Diagnosis and Treatment of Pinguecula

Pinguecula can be diagnosed through a physical examination of the eye. Generally, no treatment is required and the patient can recover by itself. Treatment can be done when the eyes feel very uncomfortable or vision is blocked. In order to overcome the discomfort in the eyes (usually taste like there is sand) and irritation due to dry eye, the doctor can give eye drops or eye ointment. To relieve red or swollen eyes, the doctor will give corticosteroid eye drops.
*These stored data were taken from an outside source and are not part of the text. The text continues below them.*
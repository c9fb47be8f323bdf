use kat_types::Comparator;

use crate::capability::{CapabilityBinding, Role, TargetHandle};
use crate::value::{TypedValue, TypedValueList, Value};

/// `live_property <comparator> target` on one vessel or part
#[derive(Debug)]
pub struct PropertyCondition {
    binding: CapabilityBinding,
    comparator: Comparator,
    /// Typed from the property's result type once it resolves
    target: Option<TypedValue>,
    /// Target text kept while the property is unresolved
    unresolved_target: String,
    last_value: Option<Value>,
    edited: bool,
}

impl Default for PropertyCondition {
    fn default() -> Self {
        Self::new()
    }
}

impl PropertyCondition {
    pub fn new() -> Self {
        Self {
            binding: CapabilityBinding::new(Role::Condition),
            comparator: Comparator::Eq,
            target: None,
            unresolved_target: String::new(),
            last_value: None,
            edited: true,
        }
    }

    // --- Accessors ---

    pub fn binding(&self) -> &CapabilityBinding {
        &self.binding
    }

    pub fn parameters_mut(&mut self) -> &mut TypedValueList {
        self.binding.parameters_mut()
    }

    pub fn target_object(&self) -> Option<TargetHandle> {
        self.binding.target()
    }

    pub fn part_id(&self) -> Option<u32> {
        self.binding.target_id()
    }

    pub fn property(&self) -> &str {
        self.binding.capability_name()
    }

    pub fn comparator(&self) -> Comparator {
        self.comparator
    }

    pub fn target_value(&self) -> Option<&TypedValue> {
        self.target.as_ref()
    }

    pub fn target_text(&self) -> &str {
        match &self.target {
            Some(target) => target.raw_text(),
            None => &self.unresolved_target,
        }
    }

    /// Value read during the last evaluation
    pub fn last_value(&self) -> Option<&Value> {
        self.last_value.as_ref()
    }

    // --- Editing ---

    /// Changing the object clears the property and target
    pub fn set_target_object(&mut self, target: Option<&TargetHandle>) {
        self.binding.set_target(target);
        if self.binding.capability_name().is_empty() {
            self.target = None;
            self.unresolved_target.clear();
            self.last_value = None;
        }
        self.edited = true;
    }

    /// Properties the current object offers
    pub fn applicable_properties(&self) -> Vec<&'static str> {
        self.binding.applicable_names()
    }

    /// Select a property. The target value is rebuilt for the property's
    /// result type and starts empty.
    pub fn set_property(&mut self, name: &str) -> bool {
        let bound = self.binding.bind(name);
        self.target = self
            .binding
            .result_type()
            .map(|ty| TypedValue::new("target", ty));
        self.unresolved_target.clear();
        self.last_value = None;
        self.set_comparator(self.comparator);
        self.edited = true;
        bound
    }

    pub fn comparator_choices(&self) -> &'static [Comparator] {
        match &self.target {
            Some(target) => target.comparator_choices(),
            None => &Comparator::EQUALITY,
        }
    }

    /// Unsupported comparators fall back to `Eq`
    pub fn set_comparator(&mut self, comparator: Comparator) {
        self.comparator = match &self.target {
            Some(target) if !target.supports(comparator) => Comparator::Eq,
            _ => comparator,
        };
        self.edited = true;
    }

    pub fn set_target_text(&mut self, text: &str) -> bool {
        match &mut self.target {
            Some(target) => target.set_raw_text(text),
            None => {
                self.unresolved_target = text.to_string();
                self.edited = true;
                true
            }
        }
    }

    // --- Evaluation ---

    pub fn is_valid(&self) -> bool {
        self.binding.is_valid()
            && self
                .target
                .as_ref()
                .is_some_and(|t| t.is_valid() && t.supports(self.comparator))
    }

    /// Read the property and compare. Invalid configurations, missing values
    /// and host faults are all false.
    pub fn evaluate(&mut self) -> bool {
        if !self.is_valid() {
            return false;
        }
        let live = match self.binding.read() {
            Ok(value) => value,
            Err(fault) => {
                tracing::warn!(property = %self.property(), error = %fault, "Property read failed");
                None
            }
        };
        let result = match (&live, &self.target) {
            (Some(live), Some(target)) => target.compare(live, self.comparator),
            _ => false,
        };
        self.last_value = live;
        result
    }

    pub fn is_edited(&self) -> bool {
        self.edited
            || self.binding.is_edited()
            || self.target.as_ref().is_some_and(TypedValue::is_edited)
    }

    pub fn acknowledge(&mut self) {
        self.edited = false;
        self.binding.acknowledge();
        if let Some(target) = &mut self.target {
            target.acknowledge();
        }
    }

    /// `Altitude > 10000`, or `invalid`
    pub fn describe(&self) -> String {
        if !self.is_valid() {
            return "invalid".to_string();
        }
        format!(
            "{} {} {}",
            self.binding.describe(),
            self.comparator.symbol(),
            self.target_text()
        )
    }

    // --- Persistence & copies ---

    /// Restore persisted parts. An unresolvable property keeps its texts.
    pub fn load(
        &mut self,
        object: Option<TargetHandle>,
        part_id: Option<u32>,
        property: &str,
        comparator: Comparator,
        target_text: &str,
        parameters: &[String],
    ) {
        self.binding.load(object, part_id, property, parameters);
        self.target = self
            .binding
            .result_type()
            .map(|ty| TypedValue::new("target", ty));
        self.comparator = comparator;
        match &mut self.target {
            Some(target) => {
                target.set_raw_text(target_text);
                if !target.supports(comparator) {
                    tracing::warn!(property, ?comparator, "Comparator not supported, using Eq");
                    self.comparator = Comparator::Eq;
                }
            }
            None => self.unresolved_target = target_text.to_string(),
        }
        self.acknowledge();
    }

    pub fn duplicate(&self) -> Self {
        let mut copy = Self {
            binding: self.binding.duplicate(),
            comparator: self.comparator,
            target: self.target.clone(),
            unresolved_target: self.unresolved_target.clone(),
            last_value: None,
            edited: false,
        };
        copy.acknowledge();
        copy
    }
}

#[cfg(test)]
mod tests {
    use super::*;
    use crate::sim::{SimFlight, install_catalog};

    fn flight() -> SimFlight {
        install_catalog().unwrap();
        SimFlight::sample()
    }

    fn altitude_above(flight: &SimFlight, target: &str) -> PropertyCondition {
        let mut c = PropertyCondition::new();
        c.set_target_object(Some(&flight.vessel_handle()));
        assert!(c.set_property("Altitude"));
        c.set_comparator(Comparator::Gt);
        c.set_target_text(target);
        c
    }

    #[test]
    fn test_altitude_comparison() {
        let flight = flight();
        let mut c = altitude_above(&flight, "10000");
        assert!(c.is_valid());

        flight.vessel().set_telemetry("Altitude", 9500.0);
        assert!(!c.evaluate());
        flight.vessel().set_telemetry("Altitude", 10500.0);
        assert!(c.evaluate());
        assert_eq!(c.last_value(), Some(&Value::Float(10500.0)));
        assert_eq!(c.describe(), "Altitude > 10000");
    }

    #[test]
    fn test_unparseable_target_is_invalid_and_false() {
        let flight = flight();
        let mut c = altitude_above(&flight, "abc");
        flight.vessel().set_telemetry("Altitude", 1e9);
        assert!(!c.is_valid());
        assert!(!c.evaluate());
        assert_eq!(c.describe(), "invalid");
    }

    #[test]
    fn test_ordering_falls_back_for_unordered_types() {
        let flight = flight();
        let mut c = PropertyCondition::new();
        c.set_target_object(Some(&flight.vessel_handle()));
        c.set_property("Situation");
        assert_eq!(c.comparator_choices(), &Comparator::EQUALITY);

        c.set_comparator(Comparator::Gt);
        assert_eq!(c.comparator(), Comparator::Eq);
    }

    #[test]
    fn test_new_property_resets_target() {
        let flight = flight();
        let mut c = altitude_above(&flight, "10000");
        c.set_property("VerticalSpeed");
        assert_eq!(c.target_text(), "");
        assert_eq!(c.comparator(), Comparator::Gt);
        assert!(!c.is_valid());
    }

    #[test]
    fn test_changing_object_clears_property() {
        let flight = flight();
        let mut c = PropertyCondition::new();
        c.set_target_object(flight.part_handle(2).as_ref());
        c.set_property("Ignited");
        c.set_target_object(flight.part_handle(4).as_ref());
        assert_eq!(c.property(), "");
        assert!(c.target_value().is_none());
    }

    #[test]
    fn test_load_unresolved_keeps_texts() {
        let flight = flight();
        let mut c = PropertyCondition::new();
        c.load(flight.part_handle(99), Some(99), "Temperature", Comparator::Ge, "900", &[]);
        assert!(!c.is_valid());
        assert_eq!(c.part_id(), Some(99));
        assert_eq!(c.property(), "Temperature");
        assert_eq!(c.comparator(), Comparator::Ge);
        assert_eq!(c.target_text(), "900");
        assert!(!c.is_edited());
    }

    #[test]
    fn test_duplicate_is_independent() {
        let flight = flight();
        let c = altitude_above(&flight, "10000");
        let mut copy = c.duplicate();
        assert!(copy.is_valid());
        assert!(!copy.is_edited());
        copy.set_target_text("20000");
        assert_eq!(c.target_text(), "10000");
    }

    #[test]
    fn test_host_fault_reads_false() {
        let flight = flight();
        let mut c = PropertyCondition::new();
        c.set_target_object(Some(&flight.vessel_handle()));
        c.set_property("ResourceAmount");
        c.parameters_mut().load_texts(&["LiquidFuel"]);
        c.set_comparator(Comparator::Lt);
        c.set_target_text("100");
        assert!(c.is_valid());

        flight.vessel().fail_reads(true);
        assert!(!c.evaluate());
        assert_eq!(c.last_value(), None);
    }
}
If the growth of pinguecula is deemed to interfere with appearance, the lump or spots can be removed by surgery. The choice of surgery can also be considered if the pinguecula grows on the cornea that may interfere with vision, or if it continues to cause inflammation and discomfort even if it has been treated.

Pinguecula Prevention

Some of the things below you can do to prevent pinguecula getting worse, or prevent it reappear after surgery. Among them are:
  • Wear black glasses when outdoors, especially if frequent outdoor activities. This effort aims to block the radiation of ultraviolet A (UVA) and B (UVB) and protect the eyes from wind or dust.
  • Use synthetic tears to keep the eyes moist, and to relieve dry eyes, redness, and pain.
  • Use eye protection, especially when working with chemicals or cleaning dusty rooms.
  • Do not smoke. Nicotine and other chemicals in cigarettes can worsen the symptoms of pinguecula.